Well, akhirnya saya dan ibu sepakat pakai katering Sari yang di Magelang. Ada blognya sih, tapi lebih mantep kalau datang langsung dan nanya-nanya. Ibu saya juga begitu sudah tanya-tanya, tahu cara kerja dan serba serbinya akhirnya memutuskan langsung membayar down payment. Seneng katanya. Ah si ibu, kok nggak dari awal. Pakai perlu bikin drama tersanjung 10 session nggak rampung-rampung. Untuk harga paket ada tiga macam. Paket pertama @22,5K, paket kedua @27,5K dan paket ketiga @32,5K. Mengenai gubugan dan sebagainya nanti bisa menyesuaikan, harganya juga sendiri-sendiri tergantung dari jenis gubugannya.
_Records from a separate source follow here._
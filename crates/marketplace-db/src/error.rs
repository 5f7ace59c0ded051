//! # Store Error Types
//!
//! Error types for Catalog & Account Store operations.
//!
//! ## Error Flow
//! ```text
//! SQLite Error (sqlx::Error)
//!      │
//!      ▼
//! StoreError (this module) ← adds context and categorization
//!      │
//!      ▼
//! Caller surfaces the message (no retry, no internal recovery)
//! ```
//!
//! Authentication failure (wrong username or password) is a normal negative
//! result, never a `StoreError`.

use thiserror::Error;

/// Store operation errors.
///
/// Wraps sqlx errors and adds context for debugging and user feedback.
/// There is no transient/permanent distinction; every failure is surfaced
/// to the caller as-is.
#[derive(Debug, Error)]
pub enum StoreError {
    /// Entity not found where the operation requires one
    /// (e.g. updating a user whose id no longer exists).
    #[error("{entity} not found: {id}")]
    NotFound { entity: String, id: String },

    /// Unique constraint violation (duplicate username).
    #[error("Duplicate {field}: value already exists")]
    UniqueViolation { field: String },

    /// Database connection failed to open.
    #[error("Connection failed: {0}")]
    ConnectionFailed(String),

    /// The store has been closed; reopen before issuing operations.
    #[error("Store connection is closed")]
    ConnectionClosed,

    /// Schema bootstrap (CREATE TABLE IF NOT EXISTS) failed.
    #[error("Schema initialization failed: {0}")]
    SchemaFailed(String),

    /// Query execution failed.
    #[error("Query failed: {0}")]
    QueryFailed(String),

    /// Pool exhausted (all connections in use).
    #[error("Connection pool exhausted")]
    PoolExhausted,

    /// Password hashing failed.
    #[error("Password hashing failed: {0}")]
    PasswordHash(String),

    /// Internal database error.
    #[error("Internal database error: {0}")]
    Internal(String),
}

impl StoreError {
    /// Creates a NotFound error for a given entity type and id.
    pub fn not_found(entity: impl Into<String>, id: i64) -> Self {
        StoreError::NotFound {
            entity: entity.into(),
            id: id.to_string(),
        }
    }
}

/// Convert sqlx errors to StoreError.
///
/// ## Error Mapping
/// ```text
/// sqlx::Error::RowNotFound  → StoreError::NotFound
/// sqlx::Error::Database     → analyze message for constraint type
/// sqlx::Error::PoolTimedOut → StoreError::PoolExhausted
/// sqlx::Error::PoolClosed   → StoreError::ConnectionClosed
/// Other                     → StoreError::Internal
/// ```
impl From<sqlx::Error> for StoreError {
    fn from(err: sqlx::Error) -> Self {
        match err {
            sqlx::Error::RowNotFound => StoreError::NotFound {
                entity: "Record".to_string(),
                id: "unknown".to_string(),
            },

            sqlx::Error::Database(db_err) => {
                let msg = db_err.message();

                // SQLite reports constraint failures in the message:
                // "UNIQUE constraint failed: <table>.<column>"
                if msg.contains("UNIQUE constraint failed") {
                    let field = msg
                        .split("UNIQUE constraint failed: ")
                        .nth(1)
                        .unwrap_or("unknown")
                        .to_string();
                    StoreError::UniqueViolation { field }
                } else {
                    StoreError::QueryFailed(msg.to_string())
                }
            }

            sqlx::Error::PoolTimedOut => StoreError::PoolExhausted,

            sqlx::Error::PoolClosed => StoreError::ConnectionClosed,

            _ => StoreError::Internal(err.to_string()),
        }
    }
}

/// Result type for store operations.
pub type StoreResult<T> = Result<T, StoreError>;

// =============================================================================
// Unit Tests
// =============================================================================

#[cfg(test)]
mod tests {
    use super::*;

    #[test]
    fn test_error_messages() {
        let err = StoreError::not_found("User", 42);
        assert_eq!(err.to_string(), "User not found: 42");

        let err = StoreError::ConnectionClosed;
        assert_eq!(err.to_string(), "Store connection is closed");
    }

    #[test]
    fn test_pool_closed_maps_to_connection_closed() {
        let err: StoreError = sqlx::Error::PoolClosed.into();
        assert!(matches!(err, StoreError::ConnectionClosed));
    }

    #[test]
    fn test_row_not_found_maps_to_not_found() {
        let err: StoreError = sqlx::Error::RowNotFound.into();
        assert!(matches!(err, StoreError::NotFound { .. }));
    }
}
Mau nambah ya tambah biaya. Terus bisa konsultasi juga sama pemilik tentang berapa baiknya porsi yang harus disiapkan dengan berpedoman pada undangan kita (kan biasanya nggak semua orang datang). Saya nggak mau ikut rempong sama masalah ini. Makanan itu kan urusan ibu-ibu. Paling saya cuma request, kalau ada mau tema biru untuk dekorasi katering saya. Semoga saja kateringnya punya dan belum keduluan dipesan orang.